◆ **Exercise aim**
Start at the first line of the listing below. Write out each line exactly, stopping after the one that contains "assert_eq!(options.seek_policy, SeekPolicy::Auto);".

◆ **Given records**
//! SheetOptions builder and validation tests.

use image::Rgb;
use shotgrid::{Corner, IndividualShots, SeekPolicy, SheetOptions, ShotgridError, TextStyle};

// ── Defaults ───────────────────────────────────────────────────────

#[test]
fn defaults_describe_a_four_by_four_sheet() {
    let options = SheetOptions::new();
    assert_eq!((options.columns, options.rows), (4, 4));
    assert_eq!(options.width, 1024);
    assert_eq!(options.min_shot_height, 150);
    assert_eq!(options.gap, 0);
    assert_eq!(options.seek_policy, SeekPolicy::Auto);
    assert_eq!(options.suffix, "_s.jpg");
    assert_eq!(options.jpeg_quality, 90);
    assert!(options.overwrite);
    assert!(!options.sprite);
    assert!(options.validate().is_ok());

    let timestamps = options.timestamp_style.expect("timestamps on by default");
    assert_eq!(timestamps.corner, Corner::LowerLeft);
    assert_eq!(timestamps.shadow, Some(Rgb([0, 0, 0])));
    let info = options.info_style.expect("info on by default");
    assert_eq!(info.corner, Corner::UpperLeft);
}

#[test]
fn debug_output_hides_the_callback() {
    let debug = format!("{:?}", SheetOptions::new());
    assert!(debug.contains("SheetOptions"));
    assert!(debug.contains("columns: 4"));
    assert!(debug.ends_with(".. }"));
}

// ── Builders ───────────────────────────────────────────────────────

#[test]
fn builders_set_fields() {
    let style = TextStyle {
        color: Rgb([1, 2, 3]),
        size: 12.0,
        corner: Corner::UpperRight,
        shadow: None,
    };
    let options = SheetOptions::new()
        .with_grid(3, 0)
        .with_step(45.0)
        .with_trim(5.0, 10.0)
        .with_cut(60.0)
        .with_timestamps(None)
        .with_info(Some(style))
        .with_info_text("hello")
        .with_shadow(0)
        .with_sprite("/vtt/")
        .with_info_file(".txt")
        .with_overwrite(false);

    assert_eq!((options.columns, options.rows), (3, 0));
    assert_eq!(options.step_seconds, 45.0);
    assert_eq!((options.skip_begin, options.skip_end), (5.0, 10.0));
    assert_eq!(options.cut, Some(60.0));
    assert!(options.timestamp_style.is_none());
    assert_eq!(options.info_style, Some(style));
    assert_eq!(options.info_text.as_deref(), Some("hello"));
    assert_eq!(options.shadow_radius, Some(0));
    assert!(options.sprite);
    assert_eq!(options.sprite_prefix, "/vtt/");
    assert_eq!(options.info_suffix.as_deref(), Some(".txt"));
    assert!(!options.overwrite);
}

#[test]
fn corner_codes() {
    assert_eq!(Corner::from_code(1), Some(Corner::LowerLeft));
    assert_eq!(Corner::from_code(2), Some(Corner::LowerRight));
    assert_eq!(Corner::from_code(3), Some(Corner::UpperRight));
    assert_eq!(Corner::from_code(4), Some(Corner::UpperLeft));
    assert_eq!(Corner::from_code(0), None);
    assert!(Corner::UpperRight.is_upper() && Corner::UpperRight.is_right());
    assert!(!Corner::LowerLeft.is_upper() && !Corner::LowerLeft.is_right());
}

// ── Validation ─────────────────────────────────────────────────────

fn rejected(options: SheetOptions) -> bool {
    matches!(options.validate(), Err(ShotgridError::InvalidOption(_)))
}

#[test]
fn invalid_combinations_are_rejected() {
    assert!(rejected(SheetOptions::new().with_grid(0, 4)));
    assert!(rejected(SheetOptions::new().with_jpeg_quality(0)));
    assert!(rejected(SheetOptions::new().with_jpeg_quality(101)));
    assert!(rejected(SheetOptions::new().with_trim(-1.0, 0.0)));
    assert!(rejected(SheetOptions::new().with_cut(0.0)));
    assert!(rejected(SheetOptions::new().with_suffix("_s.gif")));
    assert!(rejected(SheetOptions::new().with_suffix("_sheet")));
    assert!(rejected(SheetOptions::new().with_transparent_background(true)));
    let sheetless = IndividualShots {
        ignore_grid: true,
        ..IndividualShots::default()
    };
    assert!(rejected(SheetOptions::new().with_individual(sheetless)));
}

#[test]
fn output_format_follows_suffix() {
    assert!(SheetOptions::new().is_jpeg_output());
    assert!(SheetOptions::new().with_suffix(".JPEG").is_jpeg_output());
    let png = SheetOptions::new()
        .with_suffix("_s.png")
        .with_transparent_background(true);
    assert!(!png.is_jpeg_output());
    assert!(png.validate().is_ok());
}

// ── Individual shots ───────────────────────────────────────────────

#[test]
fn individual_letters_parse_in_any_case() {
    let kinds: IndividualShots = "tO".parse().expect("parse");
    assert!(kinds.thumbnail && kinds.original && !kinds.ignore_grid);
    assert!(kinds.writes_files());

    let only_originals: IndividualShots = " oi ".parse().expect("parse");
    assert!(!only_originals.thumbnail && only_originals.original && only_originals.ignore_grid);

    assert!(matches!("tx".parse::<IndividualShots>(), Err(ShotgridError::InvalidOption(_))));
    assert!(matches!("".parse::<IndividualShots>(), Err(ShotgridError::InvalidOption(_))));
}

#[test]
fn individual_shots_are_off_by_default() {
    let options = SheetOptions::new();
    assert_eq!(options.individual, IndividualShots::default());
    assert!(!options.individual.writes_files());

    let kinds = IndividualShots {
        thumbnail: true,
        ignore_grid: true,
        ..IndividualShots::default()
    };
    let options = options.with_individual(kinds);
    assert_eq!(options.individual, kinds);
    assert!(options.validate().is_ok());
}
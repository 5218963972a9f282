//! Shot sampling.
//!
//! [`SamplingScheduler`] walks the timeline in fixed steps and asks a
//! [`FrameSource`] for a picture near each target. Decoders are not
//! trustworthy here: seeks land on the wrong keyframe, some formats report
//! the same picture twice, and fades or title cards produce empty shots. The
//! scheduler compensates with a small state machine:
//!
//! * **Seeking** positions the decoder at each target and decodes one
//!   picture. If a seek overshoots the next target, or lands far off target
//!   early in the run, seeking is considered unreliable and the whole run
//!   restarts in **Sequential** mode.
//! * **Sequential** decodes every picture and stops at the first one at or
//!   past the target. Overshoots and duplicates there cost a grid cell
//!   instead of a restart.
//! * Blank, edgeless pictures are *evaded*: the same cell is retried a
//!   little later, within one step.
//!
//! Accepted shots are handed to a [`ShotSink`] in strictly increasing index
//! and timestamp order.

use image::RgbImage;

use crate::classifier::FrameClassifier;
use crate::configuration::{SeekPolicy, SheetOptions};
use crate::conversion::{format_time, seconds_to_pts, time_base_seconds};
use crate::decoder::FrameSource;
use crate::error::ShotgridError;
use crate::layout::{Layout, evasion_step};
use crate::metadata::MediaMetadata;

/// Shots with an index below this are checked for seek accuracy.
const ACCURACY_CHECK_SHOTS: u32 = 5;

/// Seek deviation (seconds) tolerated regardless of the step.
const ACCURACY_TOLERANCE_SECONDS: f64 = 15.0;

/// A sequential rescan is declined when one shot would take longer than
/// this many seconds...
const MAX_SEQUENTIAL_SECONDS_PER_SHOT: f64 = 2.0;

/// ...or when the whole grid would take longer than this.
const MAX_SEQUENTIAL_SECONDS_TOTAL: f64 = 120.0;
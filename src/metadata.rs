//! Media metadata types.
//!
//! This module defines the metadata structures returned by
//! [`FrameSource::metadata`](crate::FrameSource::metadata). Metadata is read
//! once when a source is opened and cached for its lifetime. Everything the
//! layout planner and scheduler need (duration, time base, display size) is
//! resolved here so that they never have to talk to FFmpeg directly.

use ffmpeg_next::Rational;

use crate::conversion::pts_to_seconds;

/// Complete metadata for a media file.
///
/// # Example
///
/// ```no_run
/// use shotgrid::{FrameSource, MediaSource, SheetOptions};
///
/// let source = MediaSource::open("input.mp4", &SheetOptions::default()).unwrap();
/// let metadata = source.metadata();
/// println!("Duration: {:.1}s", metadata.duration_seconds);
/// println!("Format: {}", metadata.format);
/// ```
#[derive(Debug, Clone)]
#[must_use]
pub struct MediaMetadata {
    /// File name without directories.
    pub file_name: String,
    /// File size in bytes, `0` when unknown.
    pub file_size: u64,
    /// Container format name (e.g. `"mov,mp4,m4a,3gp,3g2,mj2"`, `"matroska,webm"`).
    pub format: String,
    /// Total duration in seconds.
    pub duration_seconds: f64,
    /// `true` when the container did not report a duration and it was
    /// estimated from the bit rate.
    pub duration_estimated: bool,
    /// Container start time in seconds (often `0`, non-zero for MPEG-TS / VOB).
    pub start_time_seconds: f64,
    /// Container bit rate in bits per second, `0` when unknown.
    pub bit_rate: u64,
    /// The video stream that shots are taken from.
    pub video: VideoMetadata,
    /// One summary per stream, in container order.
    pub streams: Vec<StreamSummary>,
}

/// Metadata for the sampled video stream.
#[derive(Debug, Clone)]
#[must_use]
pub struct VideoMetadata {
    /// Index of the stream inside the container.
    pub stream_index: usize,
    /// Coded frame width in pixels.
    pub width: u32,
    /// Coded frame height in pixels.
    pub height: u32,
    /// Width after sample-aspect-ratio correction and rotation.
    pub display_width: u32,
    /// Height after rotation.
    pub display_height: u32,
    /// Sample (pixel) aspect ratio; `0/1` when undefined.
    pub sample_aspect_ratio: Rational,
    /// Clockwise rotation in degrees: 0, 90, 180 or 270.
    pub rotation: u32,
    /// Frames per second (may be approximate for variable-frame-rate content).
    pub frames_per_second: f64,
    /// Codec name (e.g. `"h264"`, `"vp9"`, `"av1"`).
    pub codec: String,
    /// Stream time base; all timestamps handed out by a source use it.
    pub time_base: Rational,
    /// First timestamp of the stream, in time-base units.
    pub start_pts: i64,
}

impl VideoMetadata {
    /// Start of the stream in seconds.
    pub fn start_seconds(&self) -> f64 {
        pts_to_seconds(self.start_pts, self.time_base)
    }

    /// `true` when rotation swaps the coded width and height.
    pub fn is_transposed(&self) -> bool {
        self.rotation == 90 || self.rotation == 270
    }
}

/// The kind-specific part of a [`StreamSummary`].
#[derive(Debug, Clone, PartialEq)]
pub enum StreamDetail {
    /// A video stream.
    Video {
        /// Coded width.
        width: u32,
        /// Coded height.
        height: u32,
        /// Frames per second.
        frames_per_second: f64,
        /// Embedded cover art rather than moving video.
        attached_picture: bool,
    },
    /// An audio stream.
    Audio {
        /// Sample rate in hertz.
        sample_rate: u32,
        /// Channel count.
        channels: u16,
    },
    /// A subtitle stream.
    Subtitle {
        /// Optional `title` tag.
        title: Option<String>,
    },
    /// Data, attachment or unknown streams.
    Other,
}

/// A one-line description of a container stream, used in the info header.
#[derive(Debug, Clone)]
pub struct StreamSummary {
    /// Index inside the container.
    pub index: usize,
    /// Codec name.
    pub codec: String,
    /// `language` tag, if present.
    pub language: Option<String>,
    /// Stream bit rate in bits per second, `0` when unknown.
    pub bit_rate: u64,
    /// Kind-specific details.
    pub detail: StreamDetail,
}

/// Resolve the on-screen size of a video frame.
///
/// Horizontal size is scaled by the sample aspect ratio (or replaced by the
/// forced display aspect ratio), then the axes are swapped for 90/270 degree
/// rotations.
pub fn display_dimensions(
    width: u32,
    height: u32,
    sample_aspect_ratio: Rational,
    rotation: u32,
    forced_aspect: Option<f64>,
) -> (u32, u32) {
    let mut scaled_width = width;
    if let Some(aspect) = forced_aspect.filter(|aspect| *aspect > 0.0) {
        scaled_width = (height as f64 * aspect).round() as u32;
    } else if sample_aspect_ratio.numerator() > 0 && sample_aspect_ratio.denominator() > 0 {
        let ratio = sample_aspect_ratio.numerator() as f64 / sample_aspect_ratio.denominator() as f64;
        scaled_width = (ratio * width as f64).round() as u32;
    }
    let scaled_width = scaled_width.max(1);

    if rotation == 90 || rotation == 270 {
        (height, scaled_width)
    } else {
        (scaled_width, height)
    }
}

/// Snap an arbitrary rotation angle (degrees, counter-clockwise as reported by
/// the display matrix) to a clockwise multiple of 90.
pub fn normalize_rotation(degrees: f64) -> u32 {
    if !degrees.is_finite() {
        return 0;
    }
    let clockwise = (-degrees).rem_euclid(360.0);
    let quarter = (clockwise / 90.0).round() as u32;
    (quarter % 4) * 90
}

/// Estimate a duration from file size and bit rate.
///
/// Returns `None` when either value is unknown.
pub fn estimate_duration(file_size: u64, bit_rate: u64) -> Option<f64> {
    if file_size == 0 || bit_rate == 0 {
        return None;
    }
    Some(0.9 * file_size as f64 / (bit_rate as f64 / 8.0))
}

◆ **Reply**
//! SheetOptions builder and validation tests.

use image::Rgb;
use shotgrid::{Corner, IndividualShots, SeekPolicy, SheetOptions, ShotgridError, TextStyle};

// ── Defaults ───────────────────────────────────────────────────────

#[test]
fn defaults_describe_a_four_by_four_sheet() {
    let options = SheetOptions::new();
    assert_eq!((options.columns, options.rows), (4, 4));
    assert_eq!(options.width, 1024);
    assert_eq!(options.min_shot_height, 150);
    assert_eq!(options.gap, 0);
    assert_eq!(options.seek_policy, SeekPolicy::Auto);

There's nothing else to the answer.